Abstract: Recommender systems try to predict which items a user will prefer. Traditional models for recommendation only take into account the user-item interaction, usually expressed by explicit ratings. However, in these days, web services continuously generate data of users and items. Thereby, it would be an advantage to incorporate this data into the model. Also, the ratings may not be given and we only can infer the implicit preference of the users. In this work, we propose an incremental matrix co-factorization model with implicit user feedback, considering a real-world data-stream scenario. This model can be seen as an extension of the conventional Matrix Factorization that includes additional dimensions to be decomposed in the common latent factor space. Our experimental results show an improvement in the accuracy of the recommendation task, after incorporating an additional dimension in three music domain datasets. Furthermore, we perform a statistically robust evaluation of the learning process for our fully stream-based implementations.

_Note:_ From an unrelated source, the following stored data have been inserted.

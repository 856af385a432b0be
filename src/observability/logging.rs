//! Structured logging.
//!
//! # Responsibilities
//! - Initialize the tracing subscriber once per process
//! - Pick the log level from `RUST_LOG` or the config
//!
//! # Design Decisions
//! - JSON format for production, human-readable format for development
//! - Initialization is idempotent: the library may be loaded by a host that
//!   already installed a subscriber

use tracing_subscriber::{fmt, layer::SubscriberExt, util::SubscriberInitExt, EnvFilter};

use crate::config::ObservabilityConfig;

/// Install the global subscriber. Returns false if one was already installed.
pub fn init_logging(config: &ObservabilityConfig) -> bool {
    let filter = EnvFilter::try_from_default_env()
        .unwrap_or_else(|_| format!("proxy_bridge={}", config.log_level).into());

    let result = if config.json_logs {
        tracing_subscriber::registry()
            .with(filter)
            .with(fmt::layer().json().with_current_span(true))
            .try_init()
    } else {
        tracing_subscriber::registry()
            .with(filter)
            .with(fmt::layer())
            .try_init()
    };
    result.is_ok()
}

#[cfg(test)]
mod tests {
    use super::*;

    #[test]
    fn test_init_is_idempotent() {
        let config = ObservabilityConfig::default();
        init_logging(&config);
        assert!(!init_logging(&config));
    }
}
//! Reference host for the bridge.
//!
//! `run` drives one session the way a proxy host would: it starts the
//! session from a raw request head, streams the body when asked, answers
//! filter commands with sample target data and prints every command.

use std::fs;
use std::path::PathBuf;

use clap::{Parser, Subcommand};

use proxy_bridge::config::{self, BridgeConfig};
use proxy_bridge::observability::{init_logging, init_metrics};
use proxy_bridge::{Bridge, Command, SessionId};

const DEFAULT_REQUEST: &str = "GET / HTTP/1.1\r\nHost: localhost\r\n\r\n";
const SAMPLE_TARGET_HEADERS: &str = "Content-Type: text/plain\r\nX-Orig: 1\r\n";
const SAMPLE_TARGET_BODY: &str = "response from target";

#[derive(Parser)]
#[command(name = "bridge-cli")]
#[command(about = "Reference host for the proxy bridge", long_about = None)]
struct Cli {
    /// Configuration file (TOML). Defaults apply when omitted.
    #[arg(short, long, global = true)]
    config: Option<PathBuf>,

    #[command(subcommand)]
    command: Commands,
}

#[derive(Subcommand)]
enum Commands {
    /// Run one request through a session and print the commands
    Run {
        /// File holding the request line and headers
        #[arg(short, long)]
        request: Option<PathBuf>,

        /// File holding the request body
        #[arg(short, long)]
        body: Option<PathBuf>,

        /// Body chunk size in bytes
        #[arg(long, default_value_t = 4096)]
        chunk_size: usize,

        /// Install the built-in test handler
        #[arg(short, long)]
        test_handler: bool,
    },
    /// Validate a configuration file
    CheckConfig {
        path: PathBuf,
    },
}

fn main() -> Result<(), Box<dyn std::error::Error>> {
    let cli = Cli::parse();

    match cli.command {
        Commands::CheckConfig { path } => {
            let config = config::load_config(&path)?;
            println!("{}", serde_json::to_string_pretty(&config)?);
            eprintln!("{}: ok", path.display());
            Ok(())
        }
        Commands::Run {
            request,
            body,
            chunk_size,
            test_handler,
        } => {
            let mut config = match &cli.config {
                Some(path) => config::load_config(path)?,
                None => BridgeConfig::default(),
            };
            config.handler.install_test_handler |= test_handler;
            init_logging(&config.observability);

            if config.observability.metrics_enabled {
                init_metrics(config.observability.metrics_address.parse()?)?;
            }

            let raw_head = match request {
                Some(path) => fs::read_to_string(path)?,
                None => DEFAULT_REQUEST.to_string(),
            };
            let body = match body {
                Some(path) => fs::read(path)?,
                None => Vec::new(),
            };

            let bridge = Bridge::new(config)?;
            let result = run_session(&bridge, &raw_head, &body, chunk_size.max(1));
            bridge.shutdown();
            result
        }
    }
}

fn run_session(
    bridge: &Bridge,
    raw_head: &str,
    body: &[u8],
    chunk_size: usize,
) -> Result<(), Box<dyn std::error::Error>> {
    let id = bridge.create_session()?;
    tracing::info!(session_id = %id, handler = %bridge.handler_name(), "Running request");

    if let Err(e) = bridge.start_session(id, raw_head) {
        bridge.free_session(id)?;
        return Err(e.into());
    }

    while let Some(command) = bridge.poll_session(id, true)? {
        println!("{}", command.summary());
        match &command {
            Command::ReadBody => send_body(bridge, id, body, chunk_size)?,
            Command::FilterHeaders => {
                let out = bridge.transform_headers(id, SAMPLE_TARGET_HEADERS)?;
                println!(
                    "{}",
                    serde_json::json!({ "transform_headers": out.unwrap_or_else(|| SAMPLE_TARGET_HEADERS.to_string()) })
                );
            }
            Command::FilterBody => {
                let out = bridge.transform_body(id, true, SAMPLE_TARGET_BODY.as_bytes())?;
                let out = out
                    .map(|b| String::from_utf8_lossy(&b).into_owned())
                    .unwrap_or_else(|| SAMPLE_TARGET_BODY.to_string());
                println!("{}", serde_json::json!({ "transform_body": out }));
            }
            Command::Done => break,
            _ => {}
        }
    }

    bridge.free_session(id)?;
    Ok(())
}

fn send_body(
    bridge: &Bridge,
    id: SessionId,
    body: &[u8],
    chunk_size: usize,
) -> Result<(), Box<dyn std::error::Error>> {
    if body.is_empty() {
        bridge.send_body_chunk(id, true, &[])?;
        return Ok(());
    }
    let count = body.len().div_ceil(chunk_size);
    for (i, chunk) in body.chunks(chunk_size).enumerate() {
        bridge.send_body_chunk(id, i + 1 == count, chunk)?;
    }
    tracing::debug!(session_id = %id, bytes = body.len(), chunks = count, "Request body sent");
    Ok(())
}
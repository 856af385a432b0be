//! Per-request session.
//!
//! # Responsibilities
//! - Own the command queue and the inbound body channel
//! - Hold the at-most-once header and body filter slots
//! - Keep payloads exported to the host alive until the session is freed
//! - Track lifecycle state and whether the handler has decided
//!
//! # Design Decisions
//! - Body chunks travel over an unbounded SPSC channel so `send_body` never blocks
//! - Teardown does not abort the handler task; its later pushes are dropped

use std::sync::atomic::{AtomicBool, Ordering};
use std::sync::{Mutex, MutexGuard, OnceLock, PoisonError};

use hyper::body::Bytes;
use tokio::sync::mpsc;
use uuid::Uuid;

use crate::buffer::BufferHandle;
use crate::command::{Command, CommandQueue};
use crate::error::{BridgeError, BridgeResult, HandlerError};
use crate::handler::filters::{BodyFilter, HeaderFilter};
use crate::observability::metrics;
use crate::session::state::StateCell;
use crate::session::{SessionId, SessionState};

/// One chunk of the inbound request body.
#[derive(Debug, Clone, PartialEq, Eq)]
pub struct BodyChunk {
    pub data: Bytes,
    /// Set on the final chunk only.
    pub last: bool,
}

pub(crate) type BodySender = mpsc::UnboundedSender<BodyChunk>;
pub(crate) type BodyReceiver = mpsc::UnboundedReceiver<BodyChunk>;

fn lock<T>(mutex: &Mutex<T>) -> MutexGuard<'_, T> {
    mutex.lock().unwrap_or_else(PoisonError::into_inner)
}

/// State shared between the host-facing API and the handler task.
pub struct RequestSession {
    id: SessionId,
    /// Correlation ID attached to every log line of this session.
    trace_id: Uuid,
    state: StateCell,
    queue: CommandQueue,
    body_tx: Mutex<Option<BodySender>>,
    body_rx: Mutex<Option<BodyReceiver>>,
    header_filter: OnceLock<HeaderFilter>,
    body_filter: OnceLock<BodyFilter>,
    decided: AtomicBool,
    body_requested: AtomicBool,
    /// Buffer-table registrations backed by bytes this session owns.
    exports: Mutex<Vec<(BufferHandle, Bytes)>>,
}

impl RequestSession {
    pub(crate) fn new(id: SessionId) -> Self {
        let (tx, rx) = mpsc::unbounded_channel();
        Self {
            id,
            trace_id: Uuid::new_v4(),
            state: StateCell::new(),
            queue: CommandQueue::new(),
            body_tx: Mutex::new(Some(tx)),
            body_rx: Mutex::new(Some(rx)),
            header_filter: OnceLock::new(),
            body_filter: OnceLock::new(),
            decided: AtomicBool::new(false),
            body_requested: AtomicBool::new(false),
            exports: Mutex::new(Vec::new()),
        }
    }

    pub fn id(&self) -> SessionId {
        self.id
    }

    pub fn trace_id(&self) -> Uuid {
        self.trace_id
    }

    pub fn state(&self) -> SessionState {
        self.state.load()
    }

    /// `Created → Running`.
    pub(crate) fn begin(&self) -> BridgeResult<()> {
        self.state
            .transition(SessionState::Created, SessionState::Running)
            .map_err(|actual| BridgeError::InvalidState {
                id: self.id,
                expected: SessionState::Created,
                actual,
            })
    }

    /// `Running → Finished`, queueing the terminal command first.
    pub(crate) fn finish(&self) {
        self.emit(Command::Done);
        if let Err(actual) = self
            .state
            .transition(SessionState::Running, SessionState::Finished)
        {
            tracing::debug!(session_id = %self.id, state = %actual, "Handler finished after teardown");
        }
    }

    /// Move to `Freed`, drop pending commands and close the body channel.
    pub(crate) fn teardown(&self) -> SessionState {
        let previous = self.state.replace(SessionState::Freed);
        self.queue.teardown();
        lock(&self.body_tx).take();
        lock(&self.body_rx).take();
        previous
    }

    /// Keep `data` alive for as long as `handle` is registered.
    ///
    /// Returns false once the session is freed; the caller then releases the handle.
    pub(crate) fn retain_export(&self, handle: BufferHandle, data: Bytes) -> bool {
        let mut exports = lock(&self.exports);
        if self.is_freed() {
            return false;
        }
        exports.push((handle, data));
        true
    }

    /// Hand back every export so the handles can be released. Call after teardown.
    pub(crate) fn take_exports(&self) -> Vec<BufferHandle> {
        lock(&self.exports).drain(..).map(|(handle, _)| handle).collect()
    }

    pub(crate) fn take_body_receiver(&self) -> Option<BodyReceiver> {
        lock(&self.body_rx).take()
    }

    /// Deliver one inbound body chunk to the handler.
    pub(crate) fn send_body(&self, last: bool, data: Bytes) -> BridgeResult<()> {
        match self.state() {
            SessionState::Running | SessionState::Finished => {}
            actual => {
                return Err(BridgeError::InvalidState {
                    id: self.id,
                    expected: SessionState::Running,
                    actual,
                })
            }
        }

        let mut body_tx = lock(&self.body_tx);
        let sender = body_tx.as_ref().ok_or(BridgeError::BodyClosed(self.id))?;
        let len = data.len();
        if sender.send(BodyChunk { data, last }).is_err() {
            tracing::trace!(session_id = %self.id, len, "Handler stopped reading body, chunk discarded");
        }
        if last {
            body_tx.take();
        }
        Ok(())
    }

    /// Queue a command. Returns false when the session no longer accepts commands.
    pub(crate) fn emit(&self, command: Command) -> bool {
        let kind = command.kind();
        if self.queue.push(command) {
            metrics::record_command(kind);
            tracing::trace!(session_id = %self.id, command = kind, "Command queued");
            true
        } else {
            tracing::debug!(session_id = %self.id, command = kind, "Session closed, command dropped");
            false
        }
    }

    pub(crate) fn poll(&self, blocking: bool) -> Option<Command> {
        self.queue.poll(blocking)
    }

    /// True once the terminal command has been delivered.
    pub fn is_drained(&self) -> bool {
        self.queue.is_drained()
    }

    pub fn is_freed(&self) -> bool {
        self.state() == SessionState::Freed
    }

    pub(crate) fn install_header_filter(&self, filter: HeaderFilter) -> Result<(), HandlerError> {
        self.header_filter
            .set(filter)
            .map_err(|_| HandlerError::FilterInstalled("header"))
    }

    pub(crate) fn install_body_filter(&self, filter: BodyFilter) -> Result<(), HandlerError> {
        self.body_filter
            .set(filter)
            .map_err(|_| HandlerError::FilterInstalled("body"))
    }

    pub(crate) fn header_filter(&self) -> Option<&HeaderFilter> {
        self.header_filter.get()
    }

    pub(crate) fn body_filter(&self) -> Option<&BodyFilter> {
        self.body_filter.get()
    }

    /// Claim the single respond-or-forward decision.
    pub(crate) fn mark_decided(&self) -> Result<(), HandlerError> {
        if self.decided.swap(true, Ordering::AcqRel) {
            Err(HandlerError::AlreadyDecided)
        } else {
            Ok(())
        }
    }

    pub(crate) fn is_decided(&self) -> bool {
        self.decided.load(Ordering::Acquire)
    }

    /// True only for the first call; used to emit `ReadBody` once.
    pub(crate) fn first_body_request(&self) -> bool {
        !self.body_requested.swap(true, Ordering::AcqRel)
    }
}
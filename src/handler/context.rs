//! Request context handed to handler code.
//!
//! # Responsibilities
//! - Read-only view of the inbound request head
//! - Mutable proxy request the handler may edit before forwarding
//! - Direct responses that bypass the target
//! - One-shot header/body filter installation
//! - Ordered streaming of the inbound body
//!
//! Every decision turns into commands on the session queue; the context
//! never touches the network.

use std::sync::Arc;

use hyper::body::Bytes;
use uuid::Uuid;

use crate::command::Command;
use crate::error::HandlerError;
use crate::http::{DirectResponse, HeaderBlock, ProxyRequest, RequestHead};
use crate::session::request_session::BodyReceiver;
use crate::session::{BodyChunk, RequestSession, SessionId};

pub struct RequestContext {
    session: Arc<RequestSession>,
    head: RequestHead,
    proxy: ProxyRequest,
    body: Option<BodyReceiver>,
    body_complete: bool,
}

impl RequestContext {
    pub(crate) fn new(session: Arc<RequestSession>, head: RequestHead, body: Option<BodyReceiver>) -> Self {
        let proxy = ProxyRequest::from_head(&head);
        Self {
            session,
            head,
            proxy,
            body,
            body_complete: false,
        }
    }

    pub fn session_id(&self) -> SessionId {
        self.session.id()
    }

    pub fn trace_id(&self) -> Uuid {
        self.session.trace_id()
    }

    /// The request as received by the host.
    pub fn request(&self) -> &RequestHead {
        &self.head
    }

    pub fn proxy_request(&self) -> &ProxyRequest {
        &self.proxy
    }

    pub fn proxy_request_mut(&mut self) -> &mut ProxyRequest {
        &mut self.proxy
    }

    /// True once the host has freed the session. Further output is discarded.
    pub fn is_cancelled(&self) -> bool {
        self.session.is_freed()
    }

    /// Answer the client directly; the target is never contacted.
    pub fn respond(&mut self, response: DirectResponse) -> Result<(), HandlerError> {
        let commands = response.into_commands()?;
        self.session.mark_decided()?;
        for command in commands {
            self.session.emit(command);
        }
        Ok(())
    }

    /// Forward the current proxy request to the target.
    pub fn forward(&mut self) -> Result<(), HandlerError> {
        self.session.mark_decided()?;
        self.session.emit(Command::Proxy(self.proxy.clone()));
        Ok(())
    }

    /// Install the header filter. Must happen before the request is forwarded.
    pub fn set_header_filter<F>(&mut self, filter: F) -> Result<(), HandlerError>
    where
        F: Fn(&HeaderBlock) -> Option<HeaderBlock> + Send + Sync + 'static,
    {
        if self.session.is_decided() {
            return Err(HandlerError::AlreadyDecided);
        }
        self.session.install_header_filter(Arc::new(filter))?;
        self.session.emit(Command::FilterHeaders);
        Ok(())
    }

    /// Install the body filter. Must happen before the request is forwarded.
    ///
    /// Only chunks passed to `transform_body` after installation are affected.
    pub fn set_body_filter<F>(&mut self, filter: F) -> Result<(), HandlerError>
    where
        F: Fn(&[u8], bool) -> Option<Bytes> + Send + Sync + 'static,
    {
        if self.session.is_decided() {
            return Err(HandlerError::AlreadyDecided);
        }
        self.session.install_body_filter(Arc::new(filter))?;
        self.session.emit(Command::FilterBody);
        Ok(())
    }

    /// Next inbound body chunk, or `None` once the body is complete.
    ///
    /// The first call asks the host to start streaming with `ReadBody`.
    pub async fn read_body_chunk(&mut self) -> Option<BodyChunk> {
        if self.body_complete {
            return None;
        }
        if self.session.first_body_request() {
            self.session.emit(Command::ReadBody);
        }

        let chunk = match self.body.as_mut() {
            Some(rx) => rx.recv().await,
            None => None,
        };
        match chunk {
            Some(chunk) => {
                self.body_complete = chunk.last;
                Some(chunk)
            }
            // Sender dropped: session freed
            None => {
                self.body_complete = true;
                None
            }
        }
    }

    /// Read the remaining body into one buffer.
    pub async fn read_body(&mut self) -> Bytes {
        let mut body = Vec::new();
        while let Some(chunk) = self.read_body_chunk().await {
            body.extend_from_slice(&chunk.data);
        }
        Bytes::from(body)
    }
}

#[cfg(test)]
mod tests {
    use super::*;

    fn context(raw: &str) -> (Arc<RequestSession>, RequestContext) {
        let session = Arc::new(RequestSession::new(SessionId::from_raw(9)));
        session.begin().unwrap();
        let body = session.take_body_receiver();
        let head = RequestHead::parse(raw).unwrap();
        (session.clone(), RequestContext::new(session, head, body))
    }

    #[tokio::test]
    async fn test_read_body_in_order() {
        let (session, mut ctx) = context("POST /upload HTTP/1.1\r\n");
        session.send_body(false, Bytes::from_static(b"one,")).unwrap();
        session.send_body(false, Bytes::from_static(b"two,")).unwrap();
        session.send_body(true, Bytes::from_static(b"three")).unwrap();

        assert_eq!(ctx.read_body().await, Bytes::from_static(b"one,two,three"));
        assert!(ctx.read_body_chunk().await.is_none());

        // ReadBody emitted exactly once
        assert_eq!(session.poll(false), Some(Command::ReadBody));
        assert_eq!(session.poll(false), None);
    }

    #[tokio::test]
    async fn test_body_ends_on_teardown() {
        let (session, mut ctx) = context("POST /upload HTTP/1.1\r\n");
        session.send_body(false, Bytes::from_static(b"partial")).unwrap();
        session.teardown();

        let first = ctx.read_body_chunk().await.unwrap();
        assert_eq!(first.data, Bytes::from_static(b"partial"));
        assert!(ctx.read_body_chunk().await.is_none());
        assert!(ctx.is_cancelled());
    }

    #[test]
    fn test_single_decision() {
        let (session, mut ctx) = context("GET / HTTP/1.1\r\n");
        ctx.respond(DirectResponse::text(200, "ok").unwrap()).unwrap();
        assert!(matches!(ctx.forward(), Err(HandlerError::AlreadyDecided)));
        assert!(matches!(
            ctx.respond(DirectResponse::new(500).unwrap()),
            Err(HandlerError::AlreadyDecided)
        ));

        assert!(matches!(session.poll(false), Some(Command::SendHeaders { status: 200, .. })));
        assert!(matches!(session.poll(false), Some(Command::SendBody { .. })));
        assert_eq!(session.poll(false), None);
    }

    #[test]
    fn test_forward_carries_edits() {
        let (session, mut ctx) = context("GET /a HTTP/1.1\r\nHost: example.com\r\n");
        ctx.proxy_request_mut().headers.append("X-Extra", "1").unwrap();
        ctx.proxy_request_mut().set_uri("/b").unwrap();
        ctx.forward().unwrap();

        match session.poll(false) {
            Some(Command::Proxy(request)) => {
                assert_eq!(request.uri.path(), "/b");
                assert_eq!(request.headers.get("x-extra"), Some("1"));
                assert_eq!(request.headers.get("host"), Some("example.com"));
            }
            other => panic!("expected proxy command, got {other:?}"),
        }
        assert_eq!(ctx.request().path(), "/a");
    }

    #[test]
    fn test_filters_before_forward_only() {
        let (session, mut ctx) = context("GET / HTTP/1.1\r\n");
        ctx.set_header_filter(|h| Some(h.clone())).unwrap();
        assert!(matches!(
            ctx.set_header_filter(|_| None),
            Err(HandlerError::FilterInstalled("header"))
        ));
        ctx.forward().unwrap();
        assert!(matches!(
            ctx.set_body_filter(|_, _| None),
            Err(HandlerError::AlreadyDecided)
        ));

        assert_eq!(session.poll(false), Some(Command::FilterHeaders));
        assert!(matches!(session.poll(false), Some(Command::Proxy(_))));
    }
}
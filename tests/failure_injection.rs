//! Failure injection: handler faults, filter panics, resource exhaustion.

use std::sync::Arc;

use futures_util::future::BoxFuture;
use futures_util::FutureExt;

use proxy_bridge::config::{BridgeConfig, RuntimeConfig};
use proxy_bridge::{Bridge, BridgeError, Command, HandlerError, RequestContext, RequestHandler};

mod common;

fn kinds(commands: &[Command]) -> Vec<&'static str> {
    commands.iter().map(Command::kind).collect()
}

#[test]
fn test_handler_error_yields_error_then_done() {
    let bridge = common::test_bridge();
    let id = common::start(&bridge, "GET /fail HTTP/1.1\r\n");

    let commands = common::drain(&bridge, id);
    assert_eq!(kinds(&commands), vec!["error", "done"]);
    assert!(matches!(&commands[0], Command::Error { message } if message.contains("test handler failure")));
}

#[test]
fn test_handler_panic_yields_error_then_done() {
    let bridge = common::test_bridge();
    let id = common::start(&bridge, "GET /panic HTTP/1.1\r\n");

    let commands = common::drain(&bridge, id);
    assert_eq!(kinds(&commands), vec!["error", "done"]);
    assert!(matches!(&commands[0], Command::Error { message } if message.contains("test handler panic")));

    // The runtime survives the panic
    let id = common::start(&bridge, "GET /hello HTTP/1.1\r\n");
    assert_eq!(common::drain(&bridge, id).last(), Some(&Command::Done));
}

struct DecidesTwice;

impl RequestHandler for DecidesTwice {
    fn handle<'a>(&'a self, ctx: &'a mut RequestContext) -> BoxFuture<'a, Result<(), HandlerError>> {
        async move {
            ctx.forward()?;
            ctx.forward()
        }
        .boxed()
    }
}

#[test]
fn test_second_decision_is_an_error() {
    let bridge = common::test_bridge();
    bridge.install_handler(DecidesTwice);
    let id = common::start(&bridge, "GET / HTTP/1.1\r\n");

    let commands = common::drain(&bridge, id);
    assert_eq!(kinds(&commands), vec!["proxy", "error", "done"]);
}

struct PanickingFilters;

impl RequestHandler for PanickingFilters {
    fn handle<'a>(&'a self, ctx: &'a mut RequestContext) -> BoxFuture<'a, Result<(), HandlerError>> {
        async move {
            ctx.set_header_filter(|_| panic!("header filter"))?;
            ctx.set_body_filter(|_, _| panic!("body filter"))?;
            // Second installation is refused
            assert!(matches!(
                ctx.set_header_filter(|_| None),
                Err(HandlerError::FilterInstalled("header"))
            ));
            ctx.forward()
        }
        .boxed()
    }
}

#[test]
fn test_filter_panic_leaves_data_unchanged() {
    let bridge = common::test_bridge();
    bridge.install_handler(PanickingFilters);
    let id = common::start(&bridge, "GET / HTTP/1.1\r\n");

    let commands = common::drain(&bridge, id);
    assert_eq!(kinds(&commands), vec!["filter_headers", "filter_body", "proxy", "done"]);

    assert_eq!(bridge.transform_headers(id, "X-Orig: 1\r\n").unwrap(), None);
    assert_eq!(bridge.transform_body(id, true, b"data").unwrap(), None);
}

#[test]
fn test_malformed_target_headers() {
    let bridge = common::test_bridge();
    let id = common::start(&bridge, "GET /transform-headers HTTP/1.1\r\n");
    common::drain(&bridge, id);

    assert!(matches!(
        bridge.transform_headers(id, "not a header\r\n"),
        Err(BridgeError::MalformedRequest(_))
    ));
}

#[test]
fn test_session_space_exhausted() {
    let mut config = BridgeConfig {
        runtime: RuntimeConfig {
            worker_threads: 1,
            ..RuntimeConfig::default()
        },
        ..BridgeConfig::default()
    };
    config.sessions.max_sessions = 2;
    let bridge = Bridge::new(config).unwrap();

    let a = bridge.create_session().unwrap();
    let _b = bridge.create_session().unwrap();
    assert!(matches!(
        bridge.create_session(),
        Err(BridgeError::SessionSpaceExhausted(2))
    ));

    // Freeing makes room again
    bridge.free_session(a).unwrap();
    assert!(bridge.create_session().is_ok());
}

#[test]
fn test_handle_space_exhausted() {
    let mut config = BridgeConfig::default();
    config.buffers.max_buffers = 1;
    let bridge = Bridge::new(config).unwrap();

    let data = [1u8, 2, 3];
    let handle = bridge.buffers().store(data.as_ptr(), 3).unwrap();
    assert!(matches!(
        bridge.buffers().store(data.as_ptr(), 3),
        Err(BridgeError::HandleSpaceExhausted(1))
    ));

    let region = bridge.buffers().lookup(handle);
    assert_eq!(region.as_ptr(), data.as_ptr());
    assert_eq!(region.len(), 3);
    assert!(bridge.buffers().release(handle).is_some());
    assert!(bridge.buffers().lookup(handle).is_null());
}

#[test]
fn test_shutdown_with_running_sessions() {
    let bridge = Arc::new(common::test_bridge());
    let id = common::start(&bridge, "POST /echo HTTP/1.1\r\n");
    assert_eq!(bridge.poll_session(id, true).unwrap(), Some(Command::ReadBody));

    bridge.shutdown();
    assert_eq!(bridge.live_sessions(), 0);
    assert!(matches!(
        bridge.send_body_chunk(id, true, b"x"),
        Err(BridgeError::UnknownSession(_))
    ));
    assert!(matches!(bridge.create_session(), Err(BridgeError::ShutDown)));
}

16:00 - Efficient context-aware sequential recommender system

Leonardo Cella

Abstract: Traditional collaborative filtering, and content-based approaches try to learn a static recommendation model in a batch fashion. These approaches are far to be still suitable in highly dynamic recommendation scenarios as news recommendation and computational advertisement. These domains are characterized by very fluid item and user sets. Furthermore, in the era of big-data, content features tend to be high-dimensional, which leads to a further challenge for traditional on-line learning algorithms (e.g multi-armed bandits) that are mostly designed for low-dimensional data. In this work we face the aforementioned problems, investigating an approximated adaptive contextual bandit learner. Our model takes into account the problem of finding the real low-dimensional manifold spanned by data content features, with respect to the real high dimensional ones. By storing the data in a proper lower dimensional space, we are then able to reduce the computational costs without losing to much in terms of recommendation quality. With this work we provide an overview over the main properties, the adopted techniques and preliminary experimental results measured over a synthetic dataset. We also discuss a drawback of the proposed method that may appear in a specific worst-case scenario.

16:20 - Session-based News Recommendations

Gabriele Sottocornola, Panagiotis Symeonidis and Markus Zanker

Abstract: In the context of news recommendations, many time-aware approaches were proposed. These approaches have tried to capture the recency of news with respect to their short life span, by using either decaying weights on past articles or even forgetting them. However, most of these approaches have missed to consider sessions, which encapsulate inside them the articles that a user has interacted with in a short time period. In this paper, we provide news recommendations based on user sessions to reveal their short-term intentions. We also combine content-based with collaborative filtering to deal with the severe data sparsity problem that exists in our real-life data set. We have experimentally seen that the users' interests evolve over time and that our strategies can adapt fast to these changes.